Facts To Be Remembered

  • Hutchinson: The Revolt of 1857 was the last protest of a feudal order that felt itself inundated by the forces of modernity.
  • P.C. Joshi: The 1857 uprising was the source spring of the national movement.
  • Nana Sahib was the adopted son of Baji Rao II, the last Peshwa. The British refused to grant Nana Sahib the pension they were paying to Baji Rao II, who died in 1851.
  • The opening of Western education to girls was not liked by conservatives in India.
  • Saiyid Ahmad Khan wrote Causes of the Indian Mutiny .
  • Some historians and writers assert that the Revolt was the result of a widespread and well organised conspiracy. They point to the circulation of chappattis and red lotuses, propaganda by wandering sanyasis, faqirs and madaris.
  • On 24 April. 1857, men of the 3rd Native Cavalry refused to accept the greased cartridges at Meerut.
  • In U.P. and Bihar, peasants and zamindars took advantage of the Revolt to destroy the moneylender’s account books and records of debts. Revenue offices (tehsils) were also attacked.
  • The British occupied Delhi in September 1857.
  • Jhansi and Gwalior: Jhansi’s recapture by Sir Hugh Rose on 4th April, 1858 and the escape of Rani Laxmibai; capture of Gwalior (whose soldiers revolted and drove out their ruler, Scindia) by Rani and Tantia; death of Rani on 17th June, 1858 and recapture of Gwalior by Rose on 20th June.
  • Bareilly: Its recapture by Campbell on 5th May, 1858.
  • Arrah: Suppression of the Bihar movement under Kunwar Singh by William Taylor and Vincent Eyre temporarily in August, 1857; escape of Kunwar to Awadh and his return to Bihar in April, 1858, to fight his last battle (he died on 9th May).
  • Banaras and Allahabad: Recaptured by Neill in June 1857.
  • Central India: The whole of central India and Bundelkhand was brought under British control by Sir Hugh Rose in the first half of 1858; but Tantia Tope, after losing Gwalior, escaped to Central India and carried on guerrilla war for 10 months.
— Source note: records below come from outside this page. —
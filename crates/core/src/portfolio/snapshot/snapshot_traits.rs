//! Repository trait for portfolio snapshots.

use async_trait::async_trait;
use chrono::{DateTime, Utc};

use super::snapshot_model::{NewPortfolioSnapshot, PortfolioSnapshot};
use crate::errors::Result;

/// Append-only store of portfolio valuations.
#[async_trait]
pub trait SnapshotRepositoryTrait: Send + Sync {
    async fn append(&self, snapshot: NewPortfolioSnapshot) -> Result<PortfolioSnapshot>;

    /// Snapshots of a user taken at or after `since`, oldest first.
    fn list_since(
        &self,
        user_id: &str,
        since: Option<DateTime<Utc>>,
    ) -> Result<Vec<PortfolioSnapshot>>;
}
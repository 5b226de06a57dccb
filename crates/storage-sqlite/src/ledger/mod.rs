//! SQLite storage implementation for holdings and transactions.

mod model;
mod repository;

#[cfg(test)]
mod repository_tests;

pub use model::{HoldingDB, TransactionDB};
pub use repository::LedgerRepository;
Finally he was betrayed by Man Singh (a feudatory of Scindia) and was executed by the British on 18th April 1859. Nana Saheb, Begam of Awadh, and Khan Bahadur escaped to Nepal in December 1858 and died there; General Bakht Khan went to Awadh after the fall of Delhi, and died fighting the British on 13 May, 1859; Maulavi  Ahmadullah was treacherously murdered by Raja of Puwain in June, 1858.
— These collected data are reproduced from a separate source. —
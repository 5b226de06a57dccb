//! Property-based tests for the cost-basis ledger and the portfolio aggregates.
//!
//! Random trade sequences are replayed through the position arithmetic and
//! the resulting holdings are fed to the allocation and risk calculators.

use std::collections::HashMap;

use chrono::Utc;
use proptest::prelude::*;
use rust_decimal::Decimal;

use ledgerfolio_core::assets::Asset;
use ledgerfolio_core::errors::LedgerError;
use ledgerfolio_core::ledger::cost_basis::{self, Position};
use ledgerfolio_core::ledger::{Holding, TradeType};
use ledgerfolio_core::portfolio::allocation::{allocation_by, AllocationKey};
use ledgerfolio_core::portfolio::risk::{herfindahl_index, sector_exposure};

// =============================================================================
// Generators
// =============================================================================

/// Whole quantities between 1 and 100.
fn arb_quantity() -> impl Strategy<Value = Decimal> {
    (1i64..=100).prop_map(Decimal::from)
}

/// Prices with two decimals between 0.01 and 5000.00.
fn arb_price() -> impl Strategy<Value = Decimal> {
    (1i64..=500_000).prop_map(|cents| Decimal::new(cents, 2))
}

fn arb_trade() -> impl Strategy<Value = (TradeType, Decimal, Decimal)> {
    (
        prop_oneof![Just(TradeType::Buy), Just(TradeType::Sell)],
        arb_quantity(),
        arb_price(),
    )
}

fn arb_sector() -> impl Strategy<Value = String> {
    prop_oneof![
        Just("Technology".to_string()),
        Just("Healthcare".to_string()),
        Just("Energy".to_string()),
        Just("Financials".to_string()),
    ]
}

/// Distinct symbols, each with a positive position and a sector.
fn arb_portfolio(max: usize) -> impl Strategy<Value = Vec<(Holding, Asset)>> {
    let position = (arb_quantity(), arb_price(), arb_sector());
    proptest::collection::btree_map("[A-Z]{1,5}", position, 1..=max)
        .prop_map(|positions| {
            positions
                .into_iter()
                .map(|(symbol, (quantity, average_cost, sector))| {
                    let now = Utc::now();
                    let holding = Holding {
                        id: format!("h-{}", symbol),
                        user_id: "u1".to_string(),
                        symbol: symbol.clone(),
                        quantity,
                        average_cost,
                        version: 1,
                        created_at: now,
                        updated_at: now,
                    };
                    let asset = Asset {
                        symbol: symbol.clone(),
                        name: symbol,
                        asset_type: "stock".to_string(),
                        sector,
                        created_at: now,
                    };
                    (holding, asset)
                })
                .collect()
        })
}

fn split(portfolio: Vec<(Holding, Asset)>) -> (Vec<Holding>, HashMap<String, Asset>) {
    let mut holdings = Vec::new();
    let mut assets = HashMap::new();
    for (holding, asset) in portfolio {
        assets.insert(asset.symbol.clone(), asset);
        holdings.push(holding);
    }
    (holdings, assets)
}

/// Applies every lot as a buy, starting from no position.
fn replay_buys<'a>(
    lots: impl Iterator<Item = &'a (Decimal, Decimal)>,
) -> Result<Option<Position>, LedgerError> {
    let mut position = None;
    for (quantity, price) in lots {
        position = Some(cost_basis::apply_buy("AAPL", position, *quantity, *price)?);
    }
    Ok(position)
}

// =============================================================================
// Property Tests
// =============================================================================

proptest! {
    #![proptest_config(ProptestConfig::with_cases(200))]

    /// Quantity equals accepted buys minus accepted sells and never goes negative.
    /// Rejected sells leave the position untouched.
    #[test]
    fn prop_quantity_tracks_accepted_trades(
        trades in proptest::collection::vec(arb_trade(), 1..40),
    ) {
        let mut position: Option<Position> = None;
        let mut expected = Decimal::ZERO;

        for (trade_type, quantity, price) in trades {
            match cost_basis::project("AAPL", position, trade_type, quantity, price) {
                Ok(next) => {
                    match trade_type {
                        TradeType::Buy => expected += quantity,
                        TradeType::Sell => expected -= quantity,
                    }
                    position = next;
                }
                Err(LedgerError::InsufficientPosition { requested, available, .. }) => {
                    prop_assert_eq!(trade_type, TradeType::Sell);
                    prop_assert!(requested > available);
                    prop_assert_eq!(available, expected);
                }
                Err(other) => prop_assert!(false, "unexpected error {:?}", other),
            }

            let held = position.map(|p| p.quantity).unwrap_or(Decimal::ZERO);
            prop_assert_eq!(held, expected);
            prop_assert!(held >= Decimal::ZERO);
            // A closed position is represented as absent, never as zero.
            prop_assert!(position.map_or(true, |p| p.quantity > Decimal::ZERO));
        }
    }

    /// The average cost of an open position lies between the cheapest and the
    /// dearest buy since the position was last closed.
    #[test]
    fn prop_average_cost_is_bounded_by_buy_prices(
        trades in proptest::collection::vec(arb_trade(), 1..40),
    ) {
        let mut position: Option<Position> = None;
        let mut bounds: Option<(Decimal, Decimal)> = None;

        for (trade_type, quantity, price) in trades {
            let Ok(next) = cost_basis::project("AAPL", position, trade_type, quantity, price) else {
                continue;
            };
            if trade_type == TradeType::Buy {
                bounds = Some(match bounds {
                    Some((lo, hi)) => (lo.min(price), hi.max(price)),
                    None => (price, price),
                });
            }
            position = next;
            if position.is_none() {
                bounds = None;
            }

            if let (Some(p), Some((lo, hi))) = (position, bounds) {
                // Allow for the last digit of the 28-digit division.
                let slack = Decimal::new(1, 20);
                prop_assert!(p.average_cost >= lo - slack, "{} < {}", p.average_cost, lo);
                prop_assert!(p.average_cost <= hi + slack, "{} > {}", p.average_cost, hi);
            }
        }
    }

    /// After a run of buys the average cost is the quantity-weighted mean of the
    /// lots, whatever order they arrive in.
    #[test]
    fn prop_buy_average_is_weighted_mean_in_any_order(
        lots in proptest::collection::vec((arb_quantity(), arb_price()), 1..30),
    ) {
        let forward = replay_buys(lots.iter()).unwrap().unwrap();
        let reverse = replay_buys(lots.iter().rev()).unwrap().unwrap();

        let total_quantity: Decimal = lots.iter().map(|(q, _)| *q).sum();
        let total_cost: Decimal = lots.iter().map(|(q, p)| q * p).sum();
        let mean = total_cost / total_quantity;

        // Allow for the last digit of the 28-digit division.
        let slack = Decimal::new(1, 20);
        prop_assert_eq!(forward.quantity, total_quantity);
        prop_assert_eq!(reverse.quantity, total_quantity);
        prop_assert!(
            (forward.average_cost - mean).abs() <= slack,
            "{} vs {}",
            forward.average_cost,
            mean
        );
        prop_assert!(
            (reverse.average_cost - mean).abs() <= slack,
            "{} vs {}",
            reverse.average_cost,
            mean
        );
    }

    /// Selling never changes the average cost of what remains.
    #[test]
    fn prop_sell_keeps_average_cost(
        held in arb_quantity(),
        average_cost in arb_price(),
        sold in arb_quantity(),
    ) {
        let current = Position { quantity: held, average_cost };
        match cost_basis::apply_sell("MSFT", Some(current), sold) {
            Ok(Some(rest)) => {
                prop_assert_eq!(rest.average_cost, average_cost);
                prop_assert_eq!(rest.quantity, held - sold);
            }
            Ok(None) => prop_assert_eq!(sold, held),
            Err(_) => prop_assert!(sold > held),
        }
    }

    /// Allocation slices cover every holding once and their percentages sum
    /// to 100 within rounding.
    #[test]
    fn prop_allocation_percentages_sum_to_hundred(portfolio in arb_portfolio(12)) {
        let (holdings, assets) = split(portfolio);
        let slices = allocation_by(&holdings, &assets, AllocationKey::Sector);

        let count: usize = slices.iter().map(|s| s.holding_count).sum();
        prop_assert_eq!(count, holdings.len());

        let total: Decimal = slices.iter().map(|s| s.percentage).sum();
        let tolerance = Decimal::new(5, 3) * Decimal::from(slices.len());
        prop_assert!((total - Decimal::ONE_HUNDRED).abs() <= tolerance, "sum was {}", total);

        for pair in slices.windows(2) {
            prop_assert!(pair[0].value >= pair[1].value);
        }
    }

    /// The Herfindahl index is at least 1/n for n sectors and at most 1.
    #[test]
    fn prop_herfindahl_index_is_bounded(portfolio in arb_portfolio(12)) {
        let (holdings, assets) = split(portfolio);
        let exposure = sector_exposure(&holdings, &assets);
        let hhi = herfindahl_index(&exposure);

        let floor = (Decimal::ONE / Decimal::from(exposure.len())).round_dp(4);
        prop_assert!(hhi >= floor - Decimal::new(1, 4), "{} below {}", hhi, floor);
        prop_assert!(hhi <= Decimal::ONE);
        if exposure.len() == 1 {
            prop_assert_eq!(hhi, Decimal::ONE);
        }
    }
}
  • The spread of the Great Mutiny: It was on May 10, 1857 that a Mutiny broke out at Meerut, owing to the foolish imprisonment of 85 sepoys for their refusal to use the greased catridges. Having murdered many Europeans, the mutineers marched to Delhi where the regiments at once mutinied and proclaimed Bahadur Shah II as the sovereign, making it a semi-national uprising. In the same year, the sepoys mutinied at Lucknow. Sir Henry Lawrence, the Chief Commissioner of Oudh, died after a heroic struggle for 87 days. The place was relieved by Generals Havelock and Outram. The town was completely in the hands of the mutineers. In June, 1857, the Kanpur sepoys mutinied under Nana Sahib and many Englishmen were killed in cold blood. Even at Jhansi, the sepoys instigated by the ex-Rani shot down their officers. Similar excesses were committed at several military stations in Bengal and the North-western Provinces.
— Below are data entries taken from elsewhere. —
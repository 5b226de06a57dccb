//! Database models for holdings and transactions.

use diesel::prelude::*;

use ledgerfolio_core::ledger::{Holding, TradeType, Transaction};

use crate::errors::StorageError;
use crate::utils::{decimal_to_text, parse_decimal, parse_timestamp, timestamp_to_text};

#[derive(Queryable, Identifiable, Insertable, Selectable, PartialEq, Debug, Clone)]
#[diesel(table_name = crate::schema::holdings)]
#[diesel(check_for_backend(diesel::sqlite::Sqlite))]
pub struct HoldingDB {
    pub id: String,
    pub user_id: String,
    pub symbol: String,
    pub quantity: String,
    pub average_cost: String,
    pub version: i64,
    pub created_at: String,
    pub updated_at: String,
}

impl TryFrom<HoldingDB> for Holding {
    type Error = StorageError;

    fn try_from(db: HoldingDB) -> Result<Self, Self::Error> {
        Ok(Self {
            quantity: parse_decimal(&db.quantity, "holdings.quantity")?,
            average_cost: parse_decimal(&db.average_cost, "holdings.average_cost")?,
            created_at: parse_timestamp(&db.created_at, "holdings.created_at")?,
            updated_at: parse_timestamp(&db.updated_at, "holdings.updated_at")?,
            id: db.id,
            user_id: db.user_id,
            symbol: db.symbol,
            version: db.version,
        })
    }
}

impl From<&Holding> for HoldingDB {
    fn from(holding: &Holding) -> Self {
        Self {
            id: holding.id.clone(),
            user_id: holding.user_id.clone(),
            symbol: holding.symbol.clone(),
            quantity: decimal_to_text(holding.quantity),
            average_cost: decimal_to_text(holding.average_cost),
            version: holding.version,
            created_at: timestamp_to_text(holding.created_at),
            updated_at: timestamp_to_text(holding.updated_at),
        }
    }
}

#[derive(Queryable, Identifiable, Insertable, AsChangeset, Selectable, PartialEq, Debug, Clone)]
#[diesel(table_name = crate::schema::transactions)]
#[diesel(treat_none_as_null = true)]
#[diesel(check_for_backend(diesel::sqlite::Sqlite))]
pub struct TransactionDB {
    pub id: String,
    pub user_id: String,
    pub symbol: String,
    pub trade_type: String,
    pub quantity: String,
    pub price: String,
    pub fees: String,
    pub total_amount: String,
    pub notes: Option<String>,
    pub executed_at: String,
    pub created_at: String,
}

impl TryFrom<TransactionDB> for Transaction {
    type Error = StorageError;

    fn try_from(db: TransactionDB) -> Result<Self, Self::Error> {
        let trade_type = db
            .trade_type
            .parse::<TradeType>()
            .map_err(|e| StorageError::Corrupt(format!("transactions.trade_type: {}", e)))?;
        Ok(Self {
            trade_type,
            quantity: parse_decimal(&db.quantity, "transactions.quantity")?,
            price: parse_decimal(&db.price, "transactions.price")?,
            fees: parse_decimal(&db.fees, "transactions.fees")?,
            total_amount: parse_decimal(&db.total_amount, "transactions.total_amount")?,
            executed_at: parse_timestamp(&db.executed_at, "transactions.executed_at")?,
            created_at: parse_timestamp(&db.created_at, "transactions.created_at")?,
            id: db.id,
            user_id: db.user_id,
            symbol: db.symbol,
            notes: db.notes,
        })
    }
}

impl From<&Transaction> for TransactionDB {
    fn from(tx: &Transaction) -> Self {
        Self {
            id: tx.id.clone(),
            user_id: tx.user_id.clone(),
            symbol: tx.symbol.clone(),
            trade_type: tx.trade_type.as_str().to_string(),
            quantity: decimal_to_text(tx.quantity),
            price: decimal_to_text(tx.price),
            fees: decimal_to_text(tx.fees),
            total_amount: decimal_to_text(tx.total_amount),
            notes: tx.notes.clone(),
            executed_at: timestamp_to_text(tx.executed_at),
            created_at: timestamp_to_text(tx.created_at),
        }
    }
}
  • General Havelock set out from Allahabad in July and captured Kanpur. After defeating Nana Sahib, he set out for Lucknow. The mutineers re-captured the town immediately after his departure. General Nicholson relieved Delhi. 
    Causes - The Revolt Of 1857 UPSC Notes | EduRev
    General Havelock
  • General Havelock and Outram entered Lucknow, but were themselves besieged in the Presidency which was finally relieved by Campbell. A kind of guerrilla war continued for two years before the province returned to loyalty. On December, 6, 1857, Campbell defeated the Gwalior sepoys under Nana Sahib and captured Gwalior. Tantia Tope, Nana Sahib’s minister, fought gallantly, but was forced to retreat. He was betrayed, caught and hanged in 1859. With his fall the Mutiny came to a close. 
  • Nana Sahib is supposed to have perished in the Nepal jungles. Bahadur Shah, the last aged Mughal emperor, was kept as a state prisoner first at Calcutta and then at Rangoon where he died at the age of 87. Rani Lakshmi Bai died in the battlefield. She was considered as the best and bravest of all the rebel leaders.